Yesterday I read an article on BBC.com that states, “The government will be able to monitor the calls, emails, texts and website visits of everyone in the UK under new legislation set to be announced soon.”  That sounds to me like 1984 may have arrived.  Of course, those proposing the new law state that it is critical to have access to information about terrorists and their contacts in order to protect the country.  The difference between this proposal and one that failed a few years earlier is that police will not be able to access the data without a warrant.  But, the article goes on to say that the law would “enable intelligence officers to identify who an individual or group is in contact with, how often and for how long. They would also be able to see which websites someone had visited.”

Most law-abiding citizens have no difficulty with the concept that terrorists or criminals would have their information recorded.  However, the law does not limit data collection to known criminals or terrorists, or even those under suspicion — it opens the door to collecting this information about everyone.  Once collected, will the government be able to help itself in doing more with the data than intended?  What is the difference then between the British government and that in China or Iran in modern times, or Nazi Germany and Communist Russia in more distant times?  Will the government not face the risk of taking action because of some communications that when put together look alarming?  How long will it take for the government to try to mine the data to find other “terrorists” or “criminals” who are so identified simply because they have similar surfing or communications patterns?

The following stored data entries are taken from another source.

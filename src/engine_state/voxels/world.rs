//! # World Module
//!
//! The world partition map: super-chunk grid coordinates to [`WorldSuperChunk`]s. Super-chunks
//! are created lazily the first time generation or an edit touches them.
//!
//! World coordinates are signed. A voxel at world coordinate `p` lives in super-chunk
//! `p.div_euclid(128)` at local coordinate `p.rem_euclid(128)`, so negative coordinates map the
//! same way positive ones do.

use std::collections::HashMap;

use cgmath::{Point3, Vector3};

use super::morton;
use super::node::VoxNode;
use super::octree::VoxelIndex;
use super::super_chunk::{WorldSuperChunk, SUPER_CHUNK_SIZE};

/// Sparse map of generated super-chunks.
///
/// # Examples
///
/// ```
/// use cgmath::Point3;
/// use sparse_voxel_engine::engine_state::voxels::world::World;
///
/// let mut world = World::new();
/// world.create_chunk(Point3::new(0, 0, 0));
/// assert!(world.get_chunk(Point3::new(0, 0, 0)).is_some());
/// ```
#[derive(Debug, Default)]
pub struct World {
    chunks: HashMap<Point3<i32>, WorldSuperChunk>,
    /// Inclusive min and max super-chunk coordinates created so far.
    bounds: Option<(Point3<i32>, Point3<i32>)>,
}

impl World {
    pub fn new() -> Self {
        World {
            chunks: HashMap::new(),
            bounds: None,
        }
    }

    pub fn get_chunk(&self, position: Point3<i32>) -> Option<&WorldSuperChunk> {
        self.chunks.get(&position)
    }

    pub fn get_chunk_mut(&mut self, position: Point3<i32>) -> Option<&mut WorldSuperChunk> {
        self.chunks.get_mut(&position)
    }

    /// Returns the super-chunk at `position`, creating an empty one if needed.
    pub fn create_chunk(&mut self, position: Point3<i32>) -> &mut WorldSuperChunk {
        self.bounds = Some(match self.bounds {
            None => (position, position),
            Some((min, max)) => (
                Point3::new(
                    min.x.min(position.x),
                    min.y.min(position.y),
                    min.z.min(position.z),
                ),
                Point3::new(
                    max.x.max(position.x),
                    max.y.max(position.y),
                    max.z.max(position.z),
                ),
            ),
        });
        self.chunks
            .entry(position)
            .or_insert_with(|| WorldSuperChunk::new(position))
    }

    pub fn chunk_count(&self) -> usize {
        self.chunks.len()
    }

    pub fn chunks(&self) -> impl Iterator<Item = &WorldSuperChunk> {
        self.chunks.values()
    }

    /// Existing super-chunks within a cube of `radius` super-chunks around the one containing
    /// `origin`, nearest first.
    ///
    /// # Arguments
    /// * `origin` - World-space voxel coordinate
    /// * `radius` - Half edge of the searched cube, in super-chunks
    ///
    /// # Returns
    /// `(distance, chunk)` pairs where `distance` is the floored Euclidean distance between
    /// super-chunk coordinates. Chunks at equal distance keep y, z, x scan order.
    pub fn get_chunks_around_origin(
        &self,
        origin: Point3<i32>,
        radius: i32,
    ) -> Vec<(i32, &WorldSuperChunk)> {
        let center = Self::super_chunk_of(origin);
        let mut found = Vec::new();
        for y in -radius..=radius {
            for z in -radius..=radius {
                for x in -radius..=radius {
                    let position = center + Vector3::new(x, y, z);
                    if let Some(chunk) = self.chunks.get(&position) {
                        let distance = ((x * x + y * y + z * z) as f64).sqrt().floor() as i32;
                        found.push((distance, chunk));
                    }
                }
            }
        }
        found.sort_by_key(|(distance, _)| *distance);
        found
    }

    /// Super-chunk grid coordinate containing a world voxel.
    pub fn super_chunk_of(voxel: Point3<i32>) -> Point3<i32> {
        Point3::new(
            voxel.x.div_euclid(SUPER_CHUNK_SIZE),
            voxel.y.div_euclid(SUPER_CHUNK_SIZE),
            voxel.z.div_euclid(SUPER_CHUNK_SIZE),
        )
    }

    /// Coordinate of a world voxel inside its super-chunk.
    pub fn local_of(voxel: Point3<i32>) -> (u32, u32, u32) {
        (
            voxel.x.rem_euclid(SUPER_CHUNK_SIZE) as u32,
            voxel.y.rem_euclid(SUPER_CHUNK_SIZE) as u32,
            voxel.z.rem_euclid(SUPER_CHUNK_SIZE) as u32,
        )
    }

    /// World offset of the 32³ sub-chunk containing a world voxel.
    pub fn sub_chunk_of(voxel: Point3<i32>) -> Point3<i32> {
        let edge = morton::SUB_CHUNK_EDGE as i32;
        Point3::new(
            voxel.x.div_euclid(edge) * edge,
            voxel.y.div_euclid(edge) * edge,
            voxel.z.div_euclid(edge) * edge,
        )
    }

    pub fn check_node(&self, x: i32, y: i32, z: i32) -> bool {
        let voxel = Point3::new(x, y, z);
        let (lx, ly, lz) = Self::local_of(voxel);
        self.chunks
            .get(&Self::super_chunk_of(voxel))
            .is_some_and(|chunk| chunk.octree().check_node(lx, ly, lz))
    }

    /// Tombstones the voxel at a world coordinate.
    ///
    /// # Returns
    /// `false` when no live voxel was there.
    pub fn remove_node(&mut self, x: i32, y: i32, z: i32) -> bool {
        let voxel = Point3::new(x, y, z);
        let (lx, ly, lz) = Self::local_of(voxel);
        self.chunks
            .get_mut(&Self::super_chunk_of(voxel))
            .is_some_and(|chunk| chunk.octree_mut().remove_node(lx, ly, lz))
    }

    /// Places a single voxel, creating its super-chunk if needed.
    pub fn add_node(&mut self, x: i32, y: i32, z: i32, color: [u8; 3]) {
        let voxel = Point3::new(x, y, z);
        let (lx, ly, lz) = Self::local_of(voxel);
        let [r, g, b] = color;
        self.create_chunk(Self::super_chunk_of(voxel))
            .octree_mut()
            .add_node(VoxNode::new(morton::encode(lx, ly, lz), 1, r, g, b));
    }
}

impl VoxelIndex for World {
    fn is_occupied(&self, x: i32, y: i32, z: i32) -> bool {
        self.check_node(x, y, z)
    }

    fn find_voxel(&self, x: i32, y: i32, z: i32) -> Option<VoxNode> {
        let voxel = Point3::new(x, y, z);
        let (lx, ly, lz) = Self::local_of(voxel);
        self.chunks
            .get(&Self::super_chunk_of(voxel))
            .and_then(|chunk| chunk.octree().find_node(morton::encode(lx, ly, lz)))
            .copied()
    }

    fn origin(&self) -> Point3<i32> {
        self.bounds
            .map(|(min, _)| min * SUPER_CHUNK_SIZE)
            .unwrap_or(Point3::new(0, 0, 0))
    }

    /// Smallest power-of-two cube covering every created super-chunk.
    fn depth(&self) -> u32 {
        match self.bounds {
            None => 0,
            Some((min, max)) => {
                let span = (max.x - min.x).max(max.y - min.y).max(max.z - min.z) + 1;
                ((span * SUPER_CHUNK_SIZE) as u32)
                    .next_power_of_two()
                    .trailing_zeros()
            }
        }
    }
}

#[cfg(test)]
mod tests {
    use super::*;

    #[test]
    fn negative_coordinates_map_to_their_chunk() {
        assert_eq!(World::super_chunk_of(Point3::new(-1, 0, 127)), Point3::new(-1, 0, 0));
        assert_eq!(World::local_of(Point3::new(-1, 0, 127)), (127, 0, 127));
        assert_eq!(World::sub_chunk_of(Point3::new(-1, 40, 5)), Point3::new(-32, 32, 0));
    }

    #[test]
    fn chunks_around_origin_are_sorted() {
        let mut world = World::new();
        for position in [
            Point3::new(2, 0, 0),
            Point3::new(0, 0, 0),
            Point3::new(1, 0, 1),
            Point3::new(-1, 0, 0),
            Point3::new(5, 0, 0),
        ] {
            world.create_chunk(position);
        }

        let around = world.get_chunks_around_origin(Point3::new(10, 10, 10), 2);
        let distances: Vec<i32> = around.iter().map(|(distance, _)| *distance).collect();
        assert_eq!(distances, vec![0, 1, 1, 2]);
        assert_eq!(around[0].1.position(), Point3::new(0, 0, 0));
        assert!(around
            .iter()
            .all(|(_, chunk)| chunk.position() != Point3::new(5, 0, 0)));
    }

    #[test]
    fn edits_in_world_space() {
        let mut world = World::new();
        world.add_node(-3, 5, 130, [1, 1, 1]);
        assert!(world.check_node(-3, 5, 130));
        assert!(world.get_chunk(Point3::new(-1, 0, 1)).is_some());
        assert!(world.remove_node(-3, 5, 130));
        assert!(!world.check_node(-3, 5, 130));
        assert!(!world.remove_node(400, 5, 130));
    }

    #[test]
    fn index_extent_covers_all_chunks() {
        let mut world = World::new();
        world.create_chunk(Point3::new(-1, 0, 0));
        world.create_chunk(Point3::new(1, 0, 0));
        assert_eq!(world.origin(), Point3::new(-128, 0, 0));
        assert_eq!(world.extent(), 512);
    }
}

In addition, how will all of these data be protected from hackers?  We have recently seen hackers breech the security of Scotland Yard meetings, military data, corporate data, and, of course, credit cards.  In that same article, the author notes, “The Sunday Times quoted an industry official who warned it would be “expensive, intrusive [and] a nightmare to run legally.”  Most professionals respond to that quote as “to say the least!”

Police have always wanted this kind of information, but society has said that individual freedom is more important.  Just because it is (relatively) easy to get and keep such data now that it is electronic, does that make it right?   It is almost impossible to get privacy back once it is lost … shouldn’t we ponder this a bit more before we risk the loss of privacy forever?